With that said, if I can be controversial - I think my favorite Grim tracks actually come from Message, their third release. Message is entirely made up of “traditional” songs (some with actual traditional lyrics), performed and recorded beautifully. It’s still not quite “normal” of course - there are samples of Hitler speeches, lyrics about bloodlust and stalking, vocals made inhuman by layers and layers of effects (albeit to gentler ends than on Folk Music) - but that’s just part of the charm.
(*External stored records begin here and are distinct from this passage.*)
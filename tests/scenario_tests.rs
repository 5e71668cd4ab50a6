mod support;

use rlscheck::eval::Trilean;
use rlscheck::model::Value;
use rlscheck::rules::{Category, Finding, Severity};

fn of_category(findings: &[Finding], category: Category) -> Vec<&Finding> {
    findings.iter().filter(|f| f.category == category).collect()
}

#[test]
fn null_session_variable_locks_out_every_profile() {
    let result = support::simulate_fixture("null_lockout");
    assert_eq!(result.rows.len(), 2);
    assert!(
        result.rows.iter().all(|r| !r.verdict().is_true()),
        "no row should be visible with user_id unknown: {result:?}"
    );
    assert_eq!(result.granted(), 0);
    assert!(result.findings.is_empty());
    assert_eq!(result.context, "user_id=null");

    let report = support::analyze_fixture("null_lockout");
    let lockouts = of_category(&report.findings, Category::NullLockout);
    assert_eq!(lockouts.len(), 1, "{:?}", report.findings);
    assert_eq!(lockouts[0].table, "profiles");
    assert_eq!(lockouts[0].severity, Severity::High);
    assert_eq!(lockouts[0].policies, vec!["own_profile".to_string()]);
    assert_eq!(lockouts[0].reproduction.as_deref(), Some("user_id=null"));
    assert!(!report.is_clean());
}

#[test]
fn mutual_subqueries_form_one_two_table_cycle() {
    let report = support::analyze_fixture("policy_cycle");
    assert_eq!(report.cycles.len(), 1);
    assert_eq!(
        report.cycles[0].tables,
        vec!["documents".to_string(), "memberships".to_string()]
    );
    assert_eq!(
        report.cycles[0].policies(),
        vec![
            "documents.member_documents".to_string(),
            "memberships.visible_documents".to_string()
        ]
    );

    let first = &report.findings[0];
    assert_eq!(first.category, Category::PolicyCycle);
    assert_eq!(first.severity, Severity::Critical);
    assert!(first.cycle.is_some());
}

#[test]
fn simulating_a_cyclic_table_reports_a_runtime_cycle() {
    let result = support::simulate_fixture("policy_cycle");
    assert_eq!(result.rows.len(), 1);
    assert!(result.rows[0].resolution.is_none());
    assert_eq!(result.rows[0].verdict(), Trilean::Unknown);
    let error = result.rows[0].error.as_deref().unwrap_or_default();
    assert!(
        error.contains("documents -> memberships -> documents"),
        "unexpected error: {error}"
    );

    assert_eq!(result.findings.len(), 1);
    assert_eq!(result.findings[0].category, Category::RuntimeCycle);
    assert_eq!(result.findings[0].reproduction.as_deref(), Some("user_id=u1"));
}

#[test]
fn raw_text_equality_against_session_input_is_case_sensitive() {
    let report = support::analyze_fixture("case_mismatch");
    let mismatches = of_category(&report.findings, Category::CaseSensitivityMismatch);
    assert_eq!(mismatches.len(), 1, "{:?}", report.findings);
    assert_eq!(mismatches[0].table, "users");
    assert_eq!(mismatches[0].severity, Severity::Medium);

    let result = support::simulate_fixture("case_mismatch");
    let verdicts: Vec<Trilean> = result.rows.iter().map(|r| r.verdict()).collect();
    assert_eq!(verdicts, vec![Trilean::False, Trilean::True]);
}

#[test]
fn lowercasing_both_sides_clears_the_case_finding() {
    let report = support::analyze_fixture_with("case_mismatch", "normalized.json");
    assert!(
        of_category(&report.findings, Category::CaseSensitivityMismatch).is_empty(),
        "{:?}",
        report.findings
    );

    let result = support::simulate_fixture_with("case_mismatch", "normalized.json");
    assert_eq!(result.granted(), 2);
}

#[test]
fn permissive_public_policy_leaks_rows_of_other_tenants() {
    let result = support::simulate_fixture("tenant_leak");
    let verdicts: Vec<Trilean> = result.rows.iter().map(|r| r.verdict()).collect();
    assert_eq!(verdicts, vec![Trilean::True, Trilean::False, Trilean::True]);

    let leaked = &result.rows[0];
    let outcomes = &leaked
        .resolution
        .as_ref()
        .expect("row should resolve")
        .outcomes;
    let tenant = outcomes
        .iter()
        .find(|o| o.policy == "tenant_scope")
        .expect("tenant policy should participate");
    assert_eq!(tenant.result, Trilean::False);

    let report = support::analyze_fixture("tenant_leak");
    let leaks = of_category(&report.findings, Category::PermissiveOnlyTenantIsolation);
    assert_eq!(leaks.len(), 1, "{:?}", report.findings);
    assert_eq!(leaks[0].severity, Severity::High);
    assert_eq!(
        leaks[0].policies,
        vec!["public_orders".to_string(), "tenant_scope".to_string()]
    );
    assert_eq!(leaks[0].reproduction.as_deref(), Some("tenant_id=tenant_a"));
    let row = leaks[0]
        .counterexample
        .as_ref()
        .expect("leak should carry a counter-example");
    assert_eq!(row.get("tenant_id"), Some(&Value::Text("tenant_b".to_string())));
    assert_eq!(row.get("is_public"), Some(&Value::Bool(true)));
}

#[test]
fn restrictive_tenant_policy_closes_the_leak() {
    let report = support::analyze_fixture_with("tenant_leak", "restrictive.json");
    assert!(of_category(&report.findings, Category::PermissiveOnlyTenantIsolation).is_empty());

    let result = support::simulate_fixture_with("tenant_leak", "restrictive.json");
    let verdicts: Vec<Trilean> = result.rows.iter().map(|r| r.verdict()).collect();
    assert_eq!(verdicts, vec![Trilean::False, Trilean::False, Trilean::False]);
}

#[test]
fn update_policy_without_with_check_is_flagged() {
    let report = support::analyze_fixture("missing_with_check");
    let missing = of_category(&report.findings, Category::MissingWithCheck);
    assert_eq!(missing.len(), 1, "{:?}", report.findings);
    assert_eq!(missing[0].severity, Severity::High);
    assert_eq!(missing[0].policies, vec!["edit_own".to_string()]);

    let fixed = support::analyze_fixture_with("missing_with_check", "with_check.json");
    assert!(of_category(&fixed.findings, Category::MissingWithCheck).is_empty());
}

#[test]
fn update_without_with_check_falls_back_to_using() {
    let result = support::simulate_fixture("missing_with_check");
    let verdicts: Vec<Trilean> = result.rows.iter().map(|r| r.verdict()).collect();
    assert_eq!(verdicts, vec![Trilean::True, Trilean::False]);
}

#[test]
fn indexed_flag_policy_is_clean() {
    let report = support::analyze_fixture("clean");
    assert!(report.is_clean(), "{:?}", report.findings);
    assert!(report.cycles.is_empty());

    let result = support::simulate_fixture("clean");
    assert_eq!(result.granted(), 1);
    assert!(result.findings.is_empty());
}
I think my all-time favorite Grim song is “Heaven Knows.” It’s got a Lou Reed chord progression and a Sterling Morrison solo, but it’s Grim. What more could you want?
One last thing - when people discuss Folk Music online, many are inclined to take the title as ironic. You know, you always see these dumb, smarmy Youtube comments to the effect of “ehueheueh WOW that was NOT folk music!1” Frankly, I think that line of thought couldn’t be more wrong, and is just another of many things we can blame on Pete Seeger (God rest his soul). On Folk Music, Konagaya is playing homemade instruments to create primitive - untutored - music, divorced from any mechanical erudite tradition. Like, sure, it doesn’t sound like Mumford and Sons or whatever, but it is folk. Even Jun Konagaya’s industrial songs have more in common with Dock Boggs than they do Merzbow. To me, Folk Music is the very essence of the genre. And as for Seeger - if Rainbow Quest is still running in heaven, I am certain that Konagaya will one day be a featured guest. If we make it there, of course.